Proving the Business Case for the Internet of Things

Blue Cross partners with Google on Mental Healthcare

William Payne
June 2, 2016
 
Part of the Blue Cross network of US healthcare providers is partnering with a Google start-up to help primary care doctors better coordinate mental health care with psychiatrists. The cooperation will see the use of sophisticated behavioural health management tools, including cloud based analytics and smartphone based patient support and patients' interactions app.

Blue Cross and Blue Shield healthcare provider Highmark, which provides healthcare in Pennsylvania and nearby states is utilising Google venture Quartet Health technology and data to help accelerate the process of referring patients from family physicians to psychiatrists.

Quartet is planning to mine millions of Highmark Blue Cross health claims to establish benchmarks for identifying patients with undiagnosed mental illness, addiction and behavioural health conditions.

In addition to the smartphone app and cloud based behavioural analytics, Quartet also provides telehealth links to connect patients in family physician offices to psychiatrists for video consultations.

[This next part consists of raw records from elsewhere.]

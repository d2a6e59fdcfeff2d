use std::collections::BTreeSet;

use crate::error::Result;

/// Derives candidate entity names from a single chunk of text.
///
/// Implementations must be pure: the same text always yields the same set.
/// Duplicate surface forms within a chunk collapse to one entry.
pub trait EntityExtractor: Send + Sync {
    fn name(&self) -> &str;
    fn extract(&self, text: &str) -> Result<BTreeSet<String>>;
}

/// Any plain function `text -> set` works as an extractor.
impl<F> EntityExtractor for F
where
    F: Fn(&str) -> BTreeSet<String> + Send + Sync,
{
    fn name(&self) -> &str {
        "fn"
    }

    fn extract(&self, text: &str) -> Result<BTreeSet<String>> {
        Ok(self(text))
    }
}
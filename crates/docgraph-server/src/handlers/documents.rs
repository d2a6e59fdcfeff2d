use axum::{extract::State, http::StatusCode, response::IntoResponse, Json};
use tracing::{error, info, warn};

use docgraph_core::api_types::{ErrorResponse, IngestRequest};
use docgraph_core::DocGraphError;

use crate::state::AppState;

pub async fn ingest_document(
    State(state): State<AppState>,
    Json(request): Json<IngestRequest>,
) -> impl IntoResponse {
    let chunk_size = request.chunk_size.unwrap_or(state.config.ingest.chunk_size);
    let chunk_overlap = request
        .chunk_overlap
        .unwrap_or(state.config.ingest.chunk_overlap);

    info!(
        document_id = %request.document_id,
        bytes = request.text.len(),
        chunk_size,
        chunk_overlap,
        "Ingesting document"
    );

    let result = state
        .coordinator
        .ingest_with_cancel(
            &request.document_id,
            &request.text,
            chunk_size,
            chunk_overlap,
            &state.shutdown,
        )
        .await;

    match result {
        Ok(summary) => (StatusCode::OK, Json(summary)).into_response(),
        Err(DocGraphError::Aborted { summary, source }) => {
            error!(document_id = %request.document_id, error = %source, "Ingestion aborted");
            (StatusCode::SERVICE_UNAVAILABLE, Json(*summary)).into_response()
        }
        Err(e @ DocGraphError::Config(_)) => {
            warn!(document_id = %request.document_id, error = %e, "Rejected ingestion request");
            (
                StatusCode::BAD_REQUEST,
                Json(ErrorResponse {
                    error: e.to_string(),
                }),
            )
                .into_response()
        }
        Err(e) => {
            error!(document_id = %request.document_id, error = %e, "Ingestion failed");
            (
                StatusCode::INTERNAL_SERVER_ERROR,
                Json(ErrorResponse {
                    error: format!("Ingestion failed: {e}"),
                }),
            )
                .into_response()
        }
    }
}
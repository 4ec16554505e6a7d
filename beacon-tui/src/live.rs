//! Live channel client
//!
//! Logs in on `/` to obtain the session cookie, opens `/ws` with it and
//! forwards every snapshot to the UI. There is no reconnect: once the
//! channel ends the UI shows it as disconnected.

use anyhow::{anyhow, bail};
use futures::StreamExt;
use tokio::sync::mpsc;
use tokio_tungstenite::connect_async;
use tokio_tungstenite::tungstenite::client::IntoClientRequest;
use tokio_tungstenite::tungstenite::http::{header, HeaderValue};
use tokio_tungstenite::tungstenite::protocol::frame::coding::CloseCode;
use tokio_tungstenite::tungstenite::Message;

use beacon_core::config::ClientConfig;
use beacon_core::{RelayClient, Snapshot, SESSION_COOKIE};

/// Events from the live channel task to the UI
#[derive(Debug)]
pub enum LiveEvent {
    Connected,
    Snapshot(Snapshot),
    Disconnected(String),
}

/// Run the live channel until it ends, reporting to `events`
pub async fn run(config: ClientConfig, events: mpsc::UnboundedSender<LiveEvent>) {
    if let Err(e) = stream_snapshots(&config, &events).await {
        tracing::warn!("Live channel ended: {}", e);
        let _ = events.send(LiveEvent::Disconnected(e.to_string()));
    }
}

async fn stream_snapshots(
    config: &ClientConfig,
    events: &mpsc::UnboundedSender<LiveEvent>,
) -> anyhow::Result<()> {
    let client = RelayClient::new(&config.server_url);
    let token = client.login(&config.username, &config.password).await?;

    let mut request = client.live_url().into_client_request()?;
    request.headers_mut().insert(
        header::COOKIE,
        HeaderValue::from_str(&format!("{}={}", SESSION_COOKIE, token))?,
    );

    let (mut ws, _) = connect_async(request).await?;
    tracing::info!("Live channel open: {}", client.live_url());
    let _ = events.send(LiveEvent::Connected);

    while let Some(msg) = ws.next().await {
        match msg? {
            Message::Text(text) => match serde_json::from_str::<Snapshot>(text.as_str()) {
                Ok(snapshot) => {
                    tracing::debug!("Snapshot with {} device(s)", snapshot.len());
                    if events.send(LiveEvent::Snapshot(snapshot)).is_err() {
                        // UI is gone
                        return Ok(());
                    }
                }
                Err(e) => tracing::warn!("Ignoring malformed snapshot: {}", e),
            },
            Message::Close(Some(frame)) if frame.code == CloseCode::Policy => {
                return Err(anyhow!("session rejected by server"));
            }
            Message::Close(_) => break,
            _ => {}
        }
    }

    bail!("connection closed")
}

“The next step toward true mental health parity comes from understanding the interconnection between brain illness and other chronic conditions, and treating them with equal emphasis,” said Patrick Kennedy, former Congressman for Rhode Island who championed the Mental Health Parity and Addiction Equity Act of 2008. Mr Kennedy now sits on the Board of Quartet.

“Mental health professionals often work in practice setting silos separate and apart from primary care physicians, making it difficult to communicate and collaborate. Having dedicated much of my career and life to this cause, it’s exciting for me to see how integrated care models such as the Highmark Quartet partnership one are translating to meaningful change in the market,” said Mr Kennedy.

“Physical and mental health go hand-in-hand, but recent studies have highlighted difficulties in coordinating treatment of both,” said Deborah Rice-Johnson, president of Highmark Health Plan. “Undiagnosed and untreated mental illness jeopardizes our members’ ability to care for their health, and can make it especially difficult for them to effectively manage chronic conditions. To help, Highmark is retooling its care management program to better identify and resolve any clinical, social and behavioral challenges that could potentially block members from receiving the care they need.”

“Everyone knows someone who is struggling with a behavioural health issue,” said Dr Duke Ruktanonchai, medical director of Behavioural Health at Highmark, “and, at the national level, people are not getting the help they need in a timely fashion.”

“Many primary care physicians don’t believe they have the time or expertise to deal with the complex nature of behavioural health issues. Layer on the fact that, in our current environment, referrals to specialists can take weeks or months. And top it off with the reality that people often delay seeking help until they are at a point of crisis. This is a critical situation in need of an urgent solution,” said Dr  Ruktanonchai.